Exercise prompt> After locating the line with "let Some(guard) = InFlight::begin(sending)" in the data that follows, return it and every later line exactly, up to and including the line with "match crate::net::requests::create_request(&token, &body).await".

Dataset entries>
★ ★ ★ ★ ★
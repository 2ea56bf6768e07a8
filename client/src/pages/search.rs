//! Provider search (patients).
//!
//! DESIGN
//! ======
//! Results mix affiliated providers (who can receive requests) and NPI
//! registry entries (display only). Favorites are keyed by provider id or
//! NPI number, see `net::favorites::favorite_key`. Choosing "Request
//! appointment" opens an inline composer for that provider.

#[cfg(test)]
#[path = "search_test.rs"]
mod search_test;

use std::collections::HashSet;

use leptos::prelude::*;

use super::{authed_error_message, bound_input};
use crate::components::provider_card::ProviderCard;
use crate::net::favorites::{favorite_key, is_favorite};
use crate::net::providers::ProviderQuery;
use crate::net::requests::build_create_request;
use crate::net::types::{ProviderSummary, SearchResponse};
use crate::session::{Role, SessionService};
use crate::state::submit::InFlight;

pub fn result_heading(response: &SearchResponse) -> String {
    let shown = response.results.len();
    match (shown, response.result_count.max(shown)) {
        (0, _) => "No providers matched your search.".to_owned(),
        (1, 1) => "1 provider found".to_owned(),
        (shown, total) if total > shown => format!("Showing {shown} of {total} providers"),
        (shown, _) => format!("{shown} providers found"),
    }
}

#[derive(Clone, Debug, Default, PartialEq, Eq)]
struct RequestDraft {
    message: String,
    date: String,
    time: String,
}

#[component]
pub fn SearchPage() -> impl IntoView {
    let service = expect_context::<SessionService>();
    let is_patient = service.snapshot().role() == Some(Role::Patient);

    let query = RwSignal::new(ProviderQuery::default());
    let results = RwSignal::new(None::<SearchResponse>);
    let favorites = RwSignal::new(HashSet::<String>::new());
    let error = RwSignal::new(None::<String>);
    let searching = RwSignal::new(false);

    let selected = RwSignal::new(None::<ProviderSummary>);
    let draft = RwSignal::new(RequestDraft::default());
    let request_info = RwSignal::new(None::<(bool, String)>);
    let sending = RwSignal::new(false);

    let loader = service.clone();
    Effect::new(move || {
        if !is_patient {
            return;
        }
        let Some(token) = loader.bearer() else {
            return;
        };
        leptos::task::spawn_local(async move {
            match crate::net::favorites::list_favorite_ids(&token).await {
                Ok(ids) => {
                    let _ = favorites.try_set(ids);
                }
                Err(e) => leptos::logging::warn!("favorite ids load failed: {e}"),
            }
        });
    });

    let on_search = move |ev: leptos::ev::SubmitEvent| {
        ev.prevent_default();
        let current = query.get();
        if current.is_empty() {
            error.set(Some("Enter at least one search field.".to_owned()));
            return;
        }
        let Some(guard) = InFlight::begin(searching) else {
            return;
        };
        error.set(None);
        leptos::task::spawn_local(async move {
            let _guard = guard;
            match crate::net::providers::search_providers(&current).await {
                Ok(response) => {
                    let _ = results.try_set(Some(response));
                }
                Err(e) => {
                    let _ = error.try_set(Some(e.message()));
                }
            }
        });
    };

    let toggler = service.clone();
    let on_toggle_favorite = Callback::new(move |provider: ProviderSummary| {
        let Some(token) = toggler.bearer() else {
            return;
        };
        let key = favorite_key(&provider).to_owned();
        let currently = favorites.with_untracked(|f| f.contains(&key));
        let service = toggler.clone();
        leptos::task::spawn_local(async move {
            let result = if currently {
                crate::net::favorites::remove_favorite(&token, &key).await
            } else {
                crate::net::favorites::add_favorite(&token, &key).await
            };
            match result {
                Ok(_) => {
                    let _ = favorites.try_update(|f| {
                        if currently {
                            f.remove(&key);
                        } else {
                            f.insert(key);
                        }
                    });
                }
                Err(e) => {
                    let _ = error.try_set(Some(authed_error_message(&service, &e)));
                }
            }
        });
    });

    let on_request = Callback::new(move |provider: ProviderSummary| {
        draft.set(RequestDraft::default());
        request_info.set(None);
        selected.set(Some(provider));
    });

    let sender = service.clone();
    let on_send_request = move |ev: leptos::ev::SubmitEvent| {
        ev.prevent_default();
        let Some(provider) = selected.get() else {
            return;
        };
        let current = draft.get();
        let body = match build_create_request(&provider.id, &current.message, &current.date, &current.time, provider.npi()) {
            Ok(body) => body,
            Err(reason) => {
                request_info.set(Some((false, reason.to_owned())));
                return;
            }
        };
        let Some(token) = sender.bearer() else {
            return;
        };
        let Some(guard) = InFlight::begin(sending) else {
            return;
        };
        let service = sender.clone();
        leptos::task::spawn_local(async move {
            let _guard = guard;
            match crate::net::requests::create_request(&token, &body).await {
                Ok(message) => {
                    let text = if message.is_empty() { "Request sent.".to_owned() } else { message };
                    let _ = request_info.try_set(Some((true, text)));
                    let _ = selected.try_set(None);
                }
                Err(e) => {
                    let _ = request_info.try_set(Some((false, authed_error_message(&service, &e))));
                }
            }
        });
    };

    view! {
        <div class="search-page">
            <h1>"Find a provider"</h1>
            <form class="search-page__form" on:submit=on_search>
                {bound_input(query, "First name", "text", |q| &q.first_name, |q| &mut q.first_name)}
                {bound_input(query, "Last name", "text", |q| &q.last_name, |q| &mut q.last_name)}
                {bound_input(query, "Specialty", "text", |q| &q.specialty, |q| &mut q.specialty)}
                {bound_input(query, "Organization", "text", |q| &q.organization_name, |q| &mut q.organization_name)}
                {bound_input(query, "City", "text", |q| &q.city, |q| &mut q.city)}
                {bound_input(query, "State", "text", |q| &q.state, |q| &mut q.state)}
                {bound_input(query, "ZIP code", "text", |q| &q.postal_code, |q| &mut q.postal_code)}
                <button class="btn btn--primary" type="submit" disabled=move || searching.get()>
                    {move || if searching.get() { "Searching..." } else { "Search" }}
                </button>
            </form>
            {move || error.get().map(|e| view! { <p class="form-error">{e}</p> })}
            {move || request_info.get().map(|(ok, text)| view! { <p class:form-info=ok class:form-error=!ok>{text}</p> })}

            <form class="search-page__composer" on:submit=on_send_request hidden=move || selected.with(Option::is_none)>
                <h2>{move || selected.with(|p| p.as_ref().map(|p| format!("Request an appointment with {}", p.name)))}</h2>
                <textarea
                    placeholder="What would you like to be seen for?"
                    prop:value=move || draft.with(|d| d.message.clone())
                    on:input=move |ev| {
                        let value = event_target_value(&ev);
                        draft.update(|d| d.message = value);
                    }
                ></textarea>
                {bound_input(draft, "Preferred date", "date", |d| &d.date, |d| &mut d.date)}
                {bound_input(draft, "Preferred time", "time", |d| &d.time, |d| &mut d.time)}
                <button class="btn btn--primary" type="submit" disabled=move || sending.get()>"Send request"</button>
                <button class="btn" type="button" on:click=move |_| selected.set(None)>"Cancel"</button>
            </form>

            {move || {
                results
                    .get()
                    .map(|response| {
                        let heading = result_heading(&response);
                        let cards = response
                            .results
                            .into_iter()
                            .map(|provider| {
                                let key_provider = provider.clone();
                                let favorite = Signal::derive(move || favorites.with(|f| is_favorite(f, &key_provider)));
                                if is_patient {
                                    view! {
                                        <ProviderCard
                                            provider=provider
                                            favorite=favorite
                                            on_toggle_favorite=on_toggle_favorite
                                            on_request=on_request
                                        />
                                    }
                                        .into_any()
                                } else {
                                    view! { <ProviderCard provider=provider favorite=favorite/> }.into_any()
                                }
                            })
                            .collect::<Vec<_>>();
                        view! {
                            <section class="search-page__results">
                                <p class="search-page__count">{heading}</p>
                                {cards}
                            </section>
                        }
                    })
            }}
        </div>
    }
}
★ ★ ★ ★ ★
Exercise solution>
        let Some(guard) = InFlight::begin(sending) else {
            return;
        };
        let service = sender.clone();
        leptos::task::spawn_local(async move {
            let _guard = guard;
            match crate::net::requests::create_request(&token, &body).await {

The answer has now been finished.